Russia finds 1,000-times normal level of radioactive isotope
The data appears to support a report that said on 9 November a cloud of radioactive pollution over Europe had indicated that an accident had taken place at a nuclear facility.
MOSCOW - Russia’s meteorological service said on Tuesday it had measured pollution of a radioactive isotope at nearly 1,000 times normal levels in the Ural Mountains, the first official Russian data supporting reports that an accident had taken place.
The data appears to support a report by the French nuclear safety institute IRSN, which said on 9 November a cloud of radioactive pollution over Europe had indicated that an accident had taken place at a nuclear facility either in Russia or Kazakhstan in the last week of September.
Neither Russia nor Kazakhstan has acknowledged any accident.
Russian state weather service Roshydromet said in a statement it had found “extremely high pollution” of ruthenium 106 in samples from two meteorological stations in the southern Ural Mountains region in late September and early October.
At the Agrayash weather station, the levels were 986 times those of the previous month, while at the Novogorny station they were 440 times higher. The weather service did not rule out that the radioactive isotope could be absorbed into the atmosphere and reach Europe.
The Agrayash weather station is located about 30km from Mayak, a huge plant that reprocesses nuclear fuel and produces radioactive material for industrial and research purposes, owned by Russian state nuclear company Rosatom. Mayak accounts for half of Russian exports of radioactive isotopes.
In a statement, Mayak denied that its plant was the source of increased level of ruthenium 106. Rosatom was also quoted by Russia’s RIA news agency as saying there were no accidents at any of its facilities which could increase the level of ruthenium 106 in the atmosphere.
Greenpeace said in a statement on Tuesday that it would ask Russia’s prosecutors’ office to investigate whether there had been an accident in the area.

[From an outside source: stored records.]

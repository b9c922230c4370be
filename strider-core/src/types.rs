//! Core type definitions shared by roles, states and the dispatcher.

use std::fmt;

use glam::{Quat, Vec3};
use serde::{Deserialize, Serialize};

use crate::rest_area::RestAreaId;

// ---------------------------------------------------------------------------
// Identity Types
// ---------------------------------------------------------------------------

/// Identifier of one character instance, assigned by the host.
#[derive(Debug, Clone, Copy, PartialEq, Eq, PartialOrd, Ord, Hash, Serialize, Deserialize)]
pub struct CharacterId(pub u32);

impl CharacterId {
    /// Index form, for hosts storing characters in a `Vec`.
    #[inline]
    #[must_use]
    pub fn index(self) -> usize {
        self.0 as usize
    }
}

impl fmt::Display for CharacterId {
    fn fmt(&self, f: &mut fmt::Formatter<'_>) -> fmt::Result {
        write!(f, "npc#{}", self.0)
    }
}

// ---------------------------------------------------------------------------
// Role & State
// ---------------------------------------------------------------------------

/// What kind of creature a character is. Fixed for the character's lifetime.
#[derive(Debug, Clone, Copy, PartialEq, Eq, Hash, Serialize, Deserialize)]
pub enum Role {
    /// Wanders around and sits down in free rest areas.
    Elder,
    /// Loops a waypoint list.
    Runner,
    /// Follows a continuous path.
    PathRunner,
    /// Scripted stand-in that never moves.
    ZenDummy,
    /// Scripted lead that holds its configured state.
    ZenMaster,
    /// Scripted follower that mirrors a target.
    ZenPerson,
}

impl Role {
    /// Every role, in declaration order.
    pub const ALL: [Role; 6] = [
        Role::Elder,
        Role::Runner,
        Role::PathRunner,
        Role::ZenDummy,
        Role::ZenMaster,
        Role::ZenPerson,
    ];

    /// Stable display name, matching the serialized form.
    #[must_use]
    pub fn name(self) -> &'static str {
        match self {
            Self::Elder => "Elder",
            Self::Runner => "Runner",
            Self::PathRunner => "PathRunner",
            Self::ZenDummy => "ZenDummy",
            Self::ZenMaster => "ZenMaster",
            Self::ZenPerson => "ZenPerson",
        }
    }

    /// Look a role up by its display name.
    #[must_use]
    pub fn from_name(name: &str) -> Option<Self> {
        Self::ALL.into_iter().find(|r| r.name() == name)
    }
}

impl fmt::Display for Role {
    fn fmt(&self, f: &mut fmt::Formatter<'_>) -> fmt::Result {
        f.write_str(self.name())
    }
}

/// What a character is currently doing.
#[derive(Debug, Clone, Copy, PartialEq, Eq, Hash, Serialize, Deserialize, Default)]
pub enum StateId {
    /// Standing still.
    #[default]
    Idle,
    /// Glued to a target with a fixed offset.
    Following,
    /// Walking into, sitting in and leaving a rest area.
    Resting,
    /// Looping a waypoint list.
    Patrolling,
    /// Following a continuous path.
    PathPatrolling,
    /// Picking random destinations.
    Wandering,
}

impl StateId {
    /// Every state, in declaration order.
    pub const ALL: [StateId; 6] = [
        StateId::Idle,
        StateId::Following,
        StateId::Resting,
        StateId::Patrolling,
        StateId::PathPatrolling,
        StateId::Wandering,
    ];
}

// ---------------------------------------------------------------------------
// Stimuli
// ---------------------------------------------------------------------------

/// Phase of a collision or trigger overlap.
#[derive(Debug, Clone, Copy, PartialEq, Eq, Hash)]
pub enum ContactKind {
    /// First frame of contact.
    Enter,
    /// Every following frame while the contact persists.
    Stay,
    /// Contact ended.
    Exit,
}

/// Tags carried by world bodies.
pub mod tags {
    /// Trigger volume of a rest area.
    pub const REST_AREA: &str = "RestArea";
    /// Another character.
    pub const CHARACTER: &str = "Character";
    /// Static prop.
    pub const PROP: &str = "Prop";
}

/// The other body involved in a collision or trigger callback.
#[derive(Debug, Clone, PartialEq)]
pub struct Contact {
    /// Semantic tag of the body, e.g. [`tags::REST_AREA`].
    pub tag: String,
    /// Character the body belongs to, if any. Used for the self-filter.
    pub owner: Option<CharacterId>,
    /// Rest area the body is the trigger volume of, if any.
    pub rest_area: Option<RestAreaId>,
}

impl Contact {
    /// A body with a tag and nothing else.
    #[must_use]
    pub fn tagged(tag: impl Into<String>) -> Self {
        Self {
            tag: tag.into(),
            owner: None,
            rest_area: None,
        }
    }

    /// The trigger volume of a rest area.
    #[must_use]
    pub fn rest_area(id: RestAreaId) -> Self {
        Self {
            tag: tags::REST_AREA.to_string(),
            owner: None,
            rest_area: Some(id),
        }
    }

    /// A body (or child body) of a character.
    #[must_use]
    pub fn character(owner: CharacterId) -> Self {
        Self {
            tag: tags::CHARACTER.to_string(),
            owner: Some(owner),
            rest_area: None,
        }
    }

    /// Whether the body carries `tag`.
    #[must_use]
    pub fn has_tag(&self, tag: &str) -> bool {
        self.tag == tag
    }
}

/// Completion callbacks raised by the animation graph.
#[derive(Debug, Clone, Copy, PartialEq, Eq, Hash)]
pub enum AnimationEvent {
    /// The sit-down clip finished.
    SittingFinished,
    /// The stand-up clip finished.
    StandingUpFinished,
}

/// A world stimulus waiting to be applied to a character.
#[derive(Debug, Clone, PartialEq)]
pub enum Stimulus {
    /// Physical collision.
    Collision(ContactKind, Contact),
    /// Trigger volume overlap.
    Trigger(ContactKind, Contact),
    /// Animation clip completion.
    Animation(AnimationEvent),
}

// ---------------------------------------------------------------------------
// Spatial
// ---------------------------------------------------------------------------

/// Position and orientation of a character. Forward is +Z.
#[derive(Debug, Clone, Copy, PartialEq, Serialize, Deserialize)]
pub struct Transform {
    /// World position.
    pub position: Vec3,
    /// World rotation.
    pub rotation: Quat,
}

impl Transform {
    /// A transform at `position` facing +Z.
    #[must_use]
    pub fn at(position: Vec3) -> Self {
        Self {
            position,
            rotation: Quat::IDENTITY,
        }
    }

    /// Unit forward vector.
    #[must_use]
    pub fn forward(&self) -> Vec3 {
        self.rotation * Vec3::Z
    }
}

impl Default for Transform {
    fn default() -> Self {
        Self::at(Vec3::ZERO)
    }
}

/// Yaw-only rotation that looks along `direction`. Returns `None` for a
/// direction with no horizontal component.
#[must_use]
pub fn look_rotation(direction: Vec3) -> Option<Quat> {
    let flat = Vec3::new(direction.x, 0.0, direction.z);
    if flat.length_squared() <= f32::EPSILON {
        return None;
    }
    Some(Quat::from_rotation_y(flat.x.atan2(flat.z)))
}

“It also demands a check into whether the atmospheric radionuclide monitoring system is sufficiently prepared for possible accidents, and whether public health around a possible release of Ruthenium 106 was sufficiently protected,” the environmental pressure group said in a statement.
France’s IRSN ruled out the possibility of an accident in a nuclear reactor, saying the material it detected was more likely to have been released from a nuclear fuel treatment site or centre for radioactive medicine.
The pollution would not be sufficient to cause an impact on human health or the environment in Europe, the French institute said.
The Institute of Nuclear Physics in Kazakhstan, which neighbours the southern Urals, has said there were no accidents at its scientific research reactor and no ruthenium 106 at its two disused testing areas in western Kazakhstan.